Halliburton accused of accounting fraud

A new filing in a shareholder class-action lawsuit against Halliburton Co. contends that the world’s No. 2 oilfield services company and several top executives intentionally engaged in “serial accounting fraud” from 1998 to 2001, court papers show.
/ Source: Reuters

A new filing in a shareholder class-action lawsuit against Halliburton Co. contends that the world’s No. 2 oilfield services company and several top executives intentionally engaged in “serial accounting fraud” from 1998 to 2001, court papers show.

The filing accuses Houston-based Halliburton of systematic accounting misdeeds far more wide-ranging than those charged in a recent civil lawsuit by the U.S. Securities and Exchange Commission.

Halliburton agreed on Tuesday to pay $7.5 million to settle SEC charges that it misled investors by not disclosing an accounting change that boosted profit in 1998 and 1999.

Among other things, the filing accuses Halliburton of inflating results, failing to disclose a big asbestos verdict in a timely manner, and being unable to account for $3.1 billion of profit and cash.

In a statement, Halliburton called the lawsuit an abusive attempt to extort money from current shareholders and smear the company and its employees.

The allegations in the 101-page filing and the SEC action cover two years when U.S. Vice President Dick Cheney was Halliburton’s chief executive officer, though he was not named as a defendant in either proceeding.

The filing with the U.S. District Court in Dallas was first reported by the New York Times.

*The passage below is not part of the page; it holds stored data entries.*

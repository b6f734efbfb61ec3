//! Generation client module - service contract and simulated implementation

pub mod simulated;
pub mod traits;

pub use simulated::SimulatedClient;
pub use traits::{GenerationClient, GenerationRequest, GenerationResult, Style};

Reuters obtained a copy.

Named as defendants are Halliburton and four executives; David Lesar, formerly the company’s chief operating officer and now its CEO; Douglas Foshee, a former chief financial officer and now CEO of El Paso Corp.; Gary Morris, another former CFO; and Robert Muchmore, a former controller.

Muchmore also settled with the SEC, and like Halliburton neither admitted nor denied wrongdoing. Morris did not settle, and is being sued by the SEC in federal court in Houston.

El Paso and lawyers for Foshee and Muchmore could not immediately be reached for comment.

Systematic fraud alleged
Halliburton said the Dallas court had “preliminarily approved Halliburton’s settlement of approximately 20 class-action securities cases ... and ordered that no further complaints be filed.”

These cases included two filed by class-action specialist Scott & Scott LLC of Colchester, Connecticut, on whose behalf the filing was made, the company said.

The new complaint, attached as an exhibit to a motion to file it, is a bid to “generate publicity, while violating the spirit but not the letter of that order,” Halliburton said. “Many of their complaints have already been asked and already been answered. It is virtually a recycled lawsuit.”

The filing contends that Halliburton’s Kellogg Brown & Root engineering and construction unit inflated results through artificially boosting revenue or understating expenses.

One employee said supervisors told her to do “whatever it took to make (projects) come back to plan,” or profitability, the filing said.

The filing also said Halliburton did not disclose a $130 million jury verdict in Sept. 2001 in an asbestos case involving its Harbison-Walker unit, and that five weeks after they learned of the verdict, Lesar and Foshee told analysts that news on asbestos liabilities was “positive.”

On Dec. 7, 2001, after news of the verdict and other asbestos verdicts became public, Halliburton shares fell 42 percent.

The filing also said that from 1998 to 2001 about $3.1 billion “went missing” as the company generated $1 billion of profit and $2.1 billion from asset sales, yet ended the period with roughly the same amount of debt and cash as it started.